As the trailer grandly proclaims…”it isn’t your house that’s haunted, it’s your son!”
Insidious brings a new vitality to the rote “jump scare” tactic, and you’ll be amazed at how many Wan pulls off successfully. He really is becoming a fine filmmaker, and the set-up of Insidious is glorious. Tension and paranoia slowly builds as sinister events occur: Items move around by themselves, otherworldly noises emanate from upstairs, and twisted visions of evil spirits startle the characters (and the audience). It’s old, well-worn territory, but Wan wrings every last drop of suspense out of the early scenes, with roving camerawork that glides effortlessly around the house, and a terrific sense of mood. This is a well-constructed picture…at least for a while.

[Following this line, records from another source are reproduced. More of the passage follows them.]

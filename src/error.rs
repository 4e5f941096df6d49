//! Error taxonomy for the bootstrap.
//!
//! [`BootstrapError`] aborts a run. [`PayloadError`] is scoped to one payload:
//! it is recorded in the report and the run moves on to the next payload.

use serde::Serialize;
use std::path::PathBuf;

/// Errors that end a bootstrap run.
#[derive(Debug)]
pub enum BootstrapError {
    /// OS family or architecture not recognized
    UnsupportedPlatform { os: String, arch: String },
    /// A required key is absent from the version descriptor
    MissingVersionMetadata { key: String },
    /// Requested variant has no catalog entry
    UnknownVariant(String),
    /// A variant catalog that could never load anything
    InvalidCatalog(String),
    /// The cache lock stayed contended for the whole retry budget
    LockTimeout { path: PathBuf, attempts: u32 },
    /// The lock wait was cancelled by an external signal
    Interrupted,
    /// This process already loaded a different variant
    VariantAlreadyLoaded { loaded: String, requested: String },
    /// The cache directory could not be created
    CacheDirectory { path: PathBuf, source: anyhow::Error },
    /// The marker file could not be opened or locked for a reason other than contention
    LockFile { path: PathBuf, source: std::io::Error },
    /// The async runtime driving the lock wait could not be started
    AsyncRuntime(std::io::Error),
}

impl BootstrapError {
    /// Whether a later run may succeed without any configuration change.
    pub fn is_transient(&self) -> bool {
        matches!(self, Self::LockTimeout { .. } | Self::Interrupted)
    }
}

impl std::fmt::Display for BootstrapError {
    fn fmt(&self, f: &mut std::fmt::Formatter<'_>) -> std::fmt::Result {
        match self {
            BootstrapError::UnsupportedPlatform { os, arch } => {
                write!(f, "Unsupported platform: os '{}', arch '{}'", os, arch)
            }
            BootstrapError::MissingVersionMetadata { key } => {
                write!(f, "Missing '{}' property in version descriptor", key)
            }
            BootstrapError::UnknownVariant(name) => {
                write!(f, "Unknown variant: {}", name)
            }
            BootstrapError::InvalidCatalog(reason) => {
                write!(f, "Invalid variant catalog: {}", reason)
            }
            BootstrapError::LockTimeout { path, attempts } => {
                write!(
                    f,
                    "Could not get file lock {} after {} attempts. Another process may still be extracting; try again later.",
                    path.display(),
                    attempts
                )
            }
            BootstrapError::Interrupted => write!(f, "Interrupted while waiting for the file lock"),
            BootstrapError::VariantAlreadyLoaded { loaded, requested } => {
                write!(
                    f,
                    "Variant '{}' is already loaded in this process; cannot load '{}'",
                    loaded, requested
                )
            }
            BootstrapError::CacheDirectory { path, source } => {
                write!(
                    f,
                    "Failed to create cache directory {}: {}",
                    path.display(),
                    source
                )
            }
            BootstrapError::LockFile { path, source } => {
                write!(f, "Failed to get file lock {}: {}", path.display(), source)
            }
            BootstrapError::AsyncRuntime(source) => {
                write!(f, "Failed to start async runtime: {}", source)
            }
        }
    }
}

impl std::error::Error for BootstrapError {
    fn source(&self) -> Option<&(dyn std::error::Error + 'static)> {
        match self {
            BootstrapError::CacheDirectory { source, .. } => Some(&**source),
            BootstrapError::LockFile { source, .. } => Some(source),
            BootstrapError::AsyncRuntime(source) => Some(source),
            _ => None,
        }
    }
}

/// Errors confined to a single payload.
#[derive(Debug)]
pub enum PayloadError {
    /// The payload is not present in the resource source
    ResourceNotFound { payload: String, resource: String },
    /// Copying the payload into the cache failed
    ExtractionIo {
        payload: String,
        path: PathBuf,
        source: anyhow::Error,
    },
    /// The platform refused to load the materialized file
    Load {
        payload: String,
        path: PathBuf,
        source: LoadError,
    },
}

/// Discriminant of [`PayloadError`], kept in reports.
#[derive(Debug, Clone, Copy, PartialEq, Eq, Serialize)]
#[serde(rename_all = "kebab-case")]
pub enum PayloadErrorKind {
    ResourceNotFound,
    ExtractionIo,
    Load,
}

impl PayloadError {
    pub fn kind(&self) -> PayloadErrorKind {
        match self {
            PayloadError::ResourceNotFound { .. } => PayloadErrorKind::ResourceNotFound,
            PayloadError::ExtractionIo { .. } => PayloadErrorKind::ExtractionIo,
            PayloadError::Load { .. } => PayloadErrorKind::Load,
        }
    }

    pub fn payload(&self) -> &str {
        match self {
            PayloadError::ResourceNotFound { payload, .. }
            | PayloadError::ExtractionIo { payload, .. }
            | PayloadError::Load { payload, .. } => payload,
        }
    }
}

impl std::fmt::Display for PayloadError {
    fn fmt(&self, f: &mut std::fmt::Formatter<'_>) -> std::fmt::Result {
        match self {
            PayloadError::ResourceNotFound { payload, resource } => {
                write!(f, "{} not found in resources (looked for {})", payload, resource)
            }
            PayloadError::ExtractionIo {
                payload,
                path,
                source,
            } => {
                write!(
                    f,
                    "Failed to extract {} to {}: {:#}",
                    payload,
                    path.display(),
                    source
                )
            }
            PayloadError::Load {
                payload,
                path,
                source,
            } => {
                write!(f, "Failed to load {} from {}: {}", payload, path.display(), source)
            }
        }
    }
}

impl std::error::Error for PayloadError {
    fn source(&self) -> Option<&(dyn std::error::Error + 'static)> {
        match self {
            PayloadError::ResourceNotFound { .. } => None,
            PayloadError::ExtractionIo { source, .. } => Some(&**source),
            PayloadError::Load { source, .. } => Some(source),
        }
    }
}

/// The platform rejected a library (corrupt file, wrong architecture,
/// missing transitive dependency).
#[derive(Debug, Clone, PartialEq, Eq)]
pub struct LoadError(pub String);

impl std::fmt::Display for LoadError {
    fn fmt(&self, f: &mut std::fmt::Formatter<'_>) -> std::fmt::Result {
        write!(f, "{}", self.0)
    }
}

impl std::error::Error for LoadError {}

Before it goes off the rails, Wan is helped immensely by the cast. Wilson isn’t a typical Hollywood lead, but his everyman quality is a good match for Josh, getting the audience on his side. He’s also adept at showing darkness in his characters (most notably in Hard Candy), and that skill is put to excellent use here…but not in the way you’re probably expecting. Byrne outperforms him every step of the way, however; her fragile beauty and vulnerability is perfectly exploited by Wan. We buy the character’s fear, and Insidious largely works due to her layered portrayal.

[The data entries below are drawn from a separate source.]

//! Payload extraction into the cache directory.
//!
//! Staleness is judged by size alone: a cached file whose size equals the
//! embedded source is reused without reading either. Content is never hashed.

use crate::cache::{CacheDirectory, CacheLock};
use crate::error::PayloadError;
use crate::resource::{ResourceSource, payload_resource_name};
use crate::runtime::Runtime;
use anyhow::{Context, anyhow};
use log::{debug, info, warn};
use serde::Serialize;
use std::io::Write;
use std::path::{Path, PathBuf};

/// Suffix of the temporary file a payload is written to before the rename.
const PARTIAL_SUFFIX: &str = ".partial";

/// What extraction did for one payload.
#[derive(Debug, Clone, Copy, PartialEq, Eq, Serialize)]
#[serde(rename_all = "kebab-case", tag = "status")]
pub enum Extraction {
    /// The cached copy was missing or stale and has been rewritten.
    Extracted { bytes: u64 },
    /// The cached copy already had the right size.
    Fresh,
}

/// A payload materialized in the cache directory.
#[derive(Debug, Clone, PartialEq, Eq, Serialize)]
pub struct CachedPayload {
    pub id: String,
    pub path: PathBuf,
    pub size_bytes: u64,
    pub extraction: Extraction,
}

/// Ensure the cached copy of `payload` is fresh, rewriting it if needed.
///
/// Takes the held [`CacheLock`] so only the lock holder can mutate the cache.
/// The new content goes to `<payload>.partial` first and is renamed into
/// place, so the final name never refers to a half-written file.
#[tracing::instrument(skip(runtime, source, cache, _lock))]
pub fn extract_payload<R, S>(
    runtime: &R,
    source: &S,
    cache: &CacheDirectory,
    variant: &str,
    payload: &str,
    _lock: &CacheLock,
) -> Result<CachedPayload, PayloadError>
where
    R: Runtime + ?Sized,
    S: ResourceSource + ?Sized,
{
    let resource_name = payload_resource_name(cache.platform.arch, variant, payload);
    let mut resource = source
        .open(&resource_name)
        .ok_or_else(|| PayloadError::ResourceNotFound {
            payload: payload.to_string(),
            resource: resource_name.clone(),
        })?;

    let target = cache.payload_path(payload);

    if runtime.file_size(&target) == Some(resource.size) {
        debug!("{} is up to date ({} bytes)", target.display(), resource.size);
        return Ok(CachedPayload {
            id: payload.to_string(),
            path: target,
            size_bytes: resource.size,
            extraction: Extraction::Fresh,
        });
    }

    info!("Extract {} to {}", payload, cache.path.display());

    let partial = partial_path(&target);
    let written = write_through(runtime, &mut resource.reader, &partial, &target, resource.size);
    let bytes = match written {
        Ok(bytes) => bytes,
        Err(source) => {
            discard_partial(runtime, &partial);
            return Err(PayloadError::ExtractionIo {
                payload: payload.to_string(),
                path: target,
                source,
            });
        }
    };

    Ok(CachedPayload {
        id: payload.to_string(),
        path: target,
        size_bytes: bytes,
        extraction: Extraction::Extracted { bytes },
    })
}

fn partial_path(target: &Path) -> PathBuf {
    let mut name = target.file_name().unwrap_or_default().to_os_string();
    name.push(PARTIAL_SUFFIX);
    target.with_file_name(name)
}

fn write_through<R: Runtime + ?Sized>(
    runtime: &R,
    reader: &mut (dyn std::io::Read + Send),
    partial: &Path,
    target: &Path,
    expected: u64,
) -> anyhow::Result<u64> {
    let bytes = {
        let mut writer = runtime
            .create_file(partial)
            .with_context(|| format!("Failed to create {}", partial.display()))?;
        let bytes = std::io::copy(reader, &mut writer)
            .with_context(|| format!("Failed to write {}", partial.display()))?;
        writer
            .flush()
            .with_context(|| format!("Failed to flush {}", partial.display()))?;
        bytes
    };

    if bytes != expected {
        return Err(anyhow!(
            "Resource ended early: expected {} bytes, copied {}",
            expected,
            bytes
        ));
    }

    runtime
        .rename(partial, target)
        .with_context(|| format!("Failed to move {} into place", partial.display()))?;
    Ok(bytes)
}

fn discard_partial<R: Runtime + ?Sized>(runtime: &R, partial: &Path) {
    if runtime.exists(partial) {
        if let Err(e) = runtime.remove_file(partial) {
            warn!("Failed to remove {}: {:#}", partial.display(), e);
        }
    }
}

#[cfg(test)]
mod tests {
    use super::*;
    use crate::cache::{CacheRetention, LockPolicy};
    use crate::platform::{Arch, Os, PlatformKey};
    use crate::resource::MemorySource;
    use crate::runtime::{MockRuntime, RealRuntime};
    use std::fs;
    use tempfile::{TempDir, tempdir};

    fn platform() -> PlatformKey {
        PlatformKey {
            os: Os::Windows,
            arch: Arch::X64,
        }
    }

    fn cache_in(root: &TempDir) -> CacheDirectory {
        CacheDirectory::ensure(
            &RealRuntime::default(),
            Some(root.path()),
            "ns",
            "1.0",
            platform(),
            "llvmpipe",
            CacheRetention::Persistent,
        )
        .unwrap()
    }

    async fn lock(cache: &CacheDirectory) -> CacheLock {
        CacheLock::acquire(&cache.lock_path(), &LockPolicy::default(), std::future::pending())
            .await
            .unwrap()
    }

    fn source() -> MemorySource {
        MemorySource::new()
            .with("x64/llvmpipe/a.bin", vec![1u8; 100])
            .with("x64/llvmpipe/b.bin", vec![2u8; 200])
    }

    #[tokio::test]
    async fn test_extracts_missing_payload() {
        let root = tempdir().unwrap();
        let cache = cache_in(&root);
        let lock = lock(&cache).await;

        let cached =
            extract_payload(&RealRuntime::default(), &source(), &cache, "llvmpipe", "a.bin", &lock)
                .unwrap();

        assert_eq!(cached.extraction, Extraction::Extracted { bytes: 100 });
        assert_eq!(cached.path, cache.path.join("a.bin"));
        assert_eq!(fs::read(&cached.path).unwrap(), vec![1u8; 100]);
        assert!(!cache.path.join("a.bin.partial").exists());
    }

    #[tokio::test]
    async fn test_same_size_is_fresh_and_untouched() {
        let root = tempdir().unwrap();
        let cache = cache_in(&root);
        let lock = lock(&cache).await;

        // Same size, different content: size is the only staleness signal
        fs::write(cache.path.join("a.bin"), vec![9u8; 100]).unwrap();

        let cached =
            extract_payload(&RealRuntime::default(), &source(), &cache, "llvmpipe", "a.bin", &lock)
                .unwrap();

        assert_eq!(cached.extraction, Extraction::Fresh);
        assert_eq!(fs::read(&cached.path).unwrap(), vec![9u8; 100]);
    }

    #[tokio::test]
    async fn test_size_mismatch_rewrites() {
        let root = tempdir().unwrap();
        let cache = cache_in(&root);
        let lock = lock(&cache).await;

        fs::write(cache.path.join("b.bin"), b"truncated").unwrap();

        let cached =
            extract_payload(&RealRuntime::default(), &source(), &cache, "llvmpipe", "b.bin", &lock)
                .unwrap();

        assert_eq!(cached.extraction, Extraction::Extracted { bytes: 200 });
        assert_eq!(fs::metadata(&cached.path).unwrap().len(), 200);
    }

    #[tokio::test]
    async fn test_missing_resource() {
        let root = tempdir().unwrap();
        let cache = cache_in(&root);
        let lock = lock(&cache).await;

        let err = extract_payload(
            &RealRuntime::default(),
            &source(),
            &cache,
            "llvmpipe",
            "c.bin",
            &lock,
        )
        .unwrap_err();

        match err {
            PayloadError::ResourceNotFound { payload, resource } => {
                assert_eq!(payload, "c.bin");
                assert_eq!(resource, "x64/llvmpipe/c.bin");
            }
            other => panic!("unexpected error: {}", other),
        }
        assert!(!cache.path.join("c.bin").exists());
    }

    #[tokio::test]
    async fn test_write_failure_is_extraction_error() {
        let root = tempdir().unwrap();
        let cache = cache_in(&root);
        let lock = lock(&cache).await;

        let mut runtime = MockRuntime::new();
        runtime.expect_file_size().returning(|_| None);
        runtime
            .expect_create_file()
            .returning(|_| Err(anyhow::anyhow!("disk full")));
        runtime.expect_exists().returning(|_| false);

        let err = extract_payload(&runtime, &source(), &cache, "llvmpipe", "a.bin", &lock)
            .unwrap_err();

        match err {
            PayloadError::ExtractionIo { payload, path, source } => {
                assert_eq!(payload, "a.bin");
                assert_eq!(path, cache.path.join("a.bin"));
                assert!(format!("{:#}", source).contains("disk full"));
            }
            other => panic!("unexpected error: {}", other),
        }
    }

    #[tokio::test]
    async fn test_failed_rename_discards_partial() {
        let root = tempdir().unwrap();
        let cache = cache_in(&root);
        let lock = lock(&cache).await;

        let mut runtime = MockRuntime::new();
        runtime.expect_file_size().returning(|_| Some(1));
        runtime
            .expect_create_file()
            .returning(|_| Ok(Box::new(std::io::sink())));
        runtime
            .expect_rename()
            .returning(|_, _| Err(anyhow::anyhow!("sharing violation")));
        runtime.expect_exists().returning(|_| true);
        runtime
            .expect_remove_file()
            .withf(|p| p.to_string_lossy().ends_with("a.bin.partial"))
            .times(1)
            .returning(|_| Ok(()));

        let err = extract_payload(&runtime, &source(), &cache, "llvmpipe", "a.bin", &lock)
            .unwrap_err();
        assert!(matches!(err, PayloadError::ExtractionIo { .. }));
    }

    #[test]
    fn test_partial_path() {
        assert_eq!(
            partial_path(Path::new("/cache/opengl32.dll")),
            PathBuf::from("/cache/opengl32.dll.partial")
        );
    }
}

The supporting cast isn’t so solid, and it actually signals a change in direction for the film. Bemused at the escalating levels of weirdness, Renai and Josh seek the help of paranormal expert Elise (Lin Shaye). Completely over-acting, and seemingly aware of her character’s debt to a similar role in Poltergeist, Shaye has a field day. With her, are two bumbling assistants (Angus Sampson and the screenwriter Leigh Whannell) who don’t belong in this movie. Their constant bickering, though humorous, feels like out-takes from a lost Cheech & Chong horror parody. Barbara Hershey (Black Swan) also struggles as Josh’s worried mother, given the thankless task of feeding exposition.
Oh yes, the exposition. Dalton isn’t asleep, you see. He is simply lost in “The Further” – the afterlife. On one hand, the way Insidious changes gear from haunted house/possession film to guff about astral-projection should be congratulated. Yet the Twilight Zone-esque motif largely destroys the films understated dread. Soon enough, the characters are engaging in a séance, and this is where Insidious takes a turn for the truly ludicrous: Shaye decks herself out in a gas mask (for reasons that are never made clear) and summons the spirits, which practically tear the place apart and send people flying across the room in pleasingly choreographed ways. Right then and there, the tension snaps like a twig. We’re heading into pure schlock.

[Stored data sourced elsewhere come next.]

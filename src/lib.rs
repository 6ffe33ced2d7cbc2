// Library exports for FoodShare
// This allows integration tests and external code to use FoodShare modules

pub mod auth;
pub mod chatbot;
pub mod config;
pub mod db;
pub mod error;
pub mod extractors;
pub mod graphql;
pub mod media;
pub mod notify;
pub mod routes;
pub mod state;
use rusqlite::{params, Connection, OptionalExtension};

use super::models::{FoodRequest, RequestStatus};
use super::{from_millis, new_id, now_millis};

#[derive(Debug, Clone, Default)]
pub struct NewFoodRequest {
    pub name: String,
    pub contact: String,
    pub location: String,
    pub latitude: Option<f64>,
    pub longitude: Option<f64>,
    pub food_description: String,
    pub quantity: i32,
}

#[derive(Debug, Clone, PartialEq)]
pub enum StatusChange {
    Updated(FoodRequest),
    NotFound,
    Rejected {
        from: RequestStatus,
        to: RequestStatus,
    },
}

pub fn insert(conn: &Connection, new: NewFoodRequest) -> rusqlite::Result<FoodRequest> {
    let request = FoodRequest {
        id: new_id(),
        name: new.name,
        contact: new.contact,
        location: new.location,
        latitude: new.latitude,
        longitude: new.longitude,
        food_description: new.food_description,
        quantity: new.quantity,
        status: RequestStatus::Pending,
        created_at: from_millis(now_millis()),
    };

    conn.execute(
        &format!(
            "INSERT INTO food_requests ({}) VALUES (?1, ?2, ?3, ?4, ?5, ?6, ?7, ?8, ?9, ?10)",
            FoodRequest::COLUMNS
        ),
        params![
            request.id,
            request.name,
            request.contact,
            request.location,
            request.latitude,
            request.longitude,
            request.food_description,
            request.quantity,
            request.status.as_str(),
            request.created_at.timestamp_millis(),
        ],
    )?;

    tracing::debug!("Inserted food request {}", request.id);
    Ok(request)
}

pub fn find(conn: &Connection, id: &str) -> rusqlite::Result<Option<FoodRequest>> {
    conn.query_row(
        &format!("SELECT {} FROM food_requests WHERE id = ?1", FoodRequest::COLUMNS),
        params![id],
        FoodRequest::from_row,
    )
    .optional()
}

pub fn list(conn: &Connection) -> rusqlite::Result<Vec<FoodRequest>> {
    let mut stmt = conn.prepare(&format!(
        "SELECT {} FROM food_requests ORDER BY created_at ASC, id ASC",
        FoodRequest::COLUMNS
    ))?;
    let requests = stmt
        .query_map([], FoodRequest::from_row)?
        .collect::<Result<Vec<_>, _>>()?;
    Ok(requests)
}

/// Move a request along its lifecycle, refusing backwards or terminal moves.
pub fn update_status(
    conn: &Connection,
    id: &str,
    next: RequestStatus,
) -> rusqlite::Result<StatusChange> {
    let Some(mut request) = find(conn, id)? else {
        return Ok(StatusChange::NotFound);
    };

    if !request.status.can_transition_to(next) {
        return Ok(StatusChange::Rejected {
            from: request.status,
            to: next,
        });
    }

    conn.execute(
        "UPDATE food_requests SET status = ?1 WHERE id = ?2",
        params![next.as_str(), id],
    )?;
    request.status = next;
    Ok(StatusChange::Updated(request))
}

pub fn delete(conn: &Connection, id: &str) -> rusqlite::Result<bool> {
    let rows = conn.execute("DELETE FROM food_requests WHERE id = ?1", params![id])?;
    Ok(rows > 0)
}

The eventual journey into “The Further” only diminishes the films power, and Wan suddenly loses his command over the proceedings. Let’s just say that the chief antagonist is a demon with cloven feet, and leave it at that. While the flaws late in the film are significant, they don’t completely deprive Insidious of value. If you like a film with atmosphere, this is the movie for you.
At the end, all we’re left with is a baffling mix of old school archetypes, jump scares and more questions than answers. You’ll scratch your head, wonder what it all means, and mourn what is a missed opportunity. Wan exceeds his grasp, and while he has proven himself as a master craftsman, he really needs to reign-in some of his more outlandish ideas. There’s a really good film within Insidious, and it was so close to hitting the mark. When it works, it works like no other horror film in the last 10 years. It’s just a shame about that final 40-minutes.